Entitled Original Voices, the exhibition will be opened officially on Sunday 9 September by Darcy Nicholas, Director of Pataka. It includes work by artists from 17 creative spaces around the country. Sixty of the 300 works submitted were selected to line the walls of the Bottlecreek Gallery in Pataka. However, all of the works will be presented in a continuous slide show throughout the exhibition.
Creative spaces are community arts organisations where people who face barriers to participation can make art. The art produced by the artists in these spaces is contemporary, edgy and imaginative, Stuart says.
An art lecturer at Massey University until earlier this year, Stuart hopes that gallery visitors will open to the different “voices” of each artist. “You don’t need a degree to enjoy art. You need a confidence and an openness to appreciate the work and the different forms of expression.
“I am constantly challenged and delighted by the innovation, and the fresh visual languages and accents bubbling up from this sector of the art world.”
Richard Benge, Executive Director of Arts Access Aotearoa, says Original Voices is an opportunity for people to see the vibrant, inventive art being produced by artists working from creative spaces around New Zealand.
“Having the exhibition at Pataka enables the work of these creative space artists to stand alongside other contemporary art,” he says. “Galleries such as Pataka can play a significant role in encouraging artistic diversity and building inclusive local communities.”
Stuart Shepherd has been promoting New Zealand self-taught art since 1991, when he first attended the New York Outsider Art Fair. He has marketed the work both here and internationally in New York and Paris – and now in Liège, Belgium, where he has curated an exhibition of four New Zealand self-taught artists, on until 9 September.
Public programme
A public programme will include an art workshop by Marcel Baaijens (30 August); an artists talk (13 September); and a curators’ talk and panel discussion, moderated by art critic Mark Amery (16 September).
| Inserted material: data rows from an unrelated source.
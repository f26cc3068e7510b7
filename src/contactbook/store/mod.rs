//! # Storage Layer
//!
//! The [`BookStore`] trait is the seam between a session and wherever its
//! address book lives between runs.
//!
//! ## Implementations
//!
//! - [`fs::FileStore`]: Production flat-file storage
//!   - One record per line, see [`format`]
//!   - Creates an empty file (and its directory) the first time it is opened
//!   - Writes go to a temporary sibling file that is renamed over the target
//!
//! - [`memory::InMemoryStore`]: In-memory storage for testing
//!   - Keeps the serialized text in a `String`, so tests still go through the codec
//!
//! ## Lifecycle
//!
//! A session loads exactly once at startup and saves exactly once on
//! `close`/`exit`. Stores do not track changes in between.

use crate::book::AddressBook;
use crate::error::Result;

pub mod format;
pub mod fs;
pub mod memory;

/// Abstract interface for address book persistence.
pub trait BookStore {
    /// Add every stored record to `book`
    fn load(&self, book: &mut AddressBook) -> Result<()>;

    /// Replace the stored records with the contents of `book`
    fn save(&mut self, book: &AddressBook) -> Result<()>;
}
Participating creative spaces
The creative spaces whose artists are participating in the exhibition are:
- Artsenta and Studio2 and Margaret Freeman Gallery, Dunedin
- Hohepa Canterbury, Christchurch
- Community Art Works, Nelson
- Vincents Art Workshop, Alpha Art Studio and Pablos Art Studios, Wellington
- Colours Art Studio, Porirua
- Take 5 & Te Whare Marama and Dudley Arthouse, Lower Hutt
- King Street Artworks in the Wairarapa
- RealPeople @ Mosaic in Taradale
- Centre 401 and Sandz Gallery and Studio in Hamilton
- Spark Centre of Creative Development, Toi Ora Live Art Trust and Hohepa Helios in Auckland.
Arts Access Aotearoa receives core funding from Creative New Zealand. The exhibition is also supported by Pataka Museum of Arts and Cultures and the Chartwell Trust.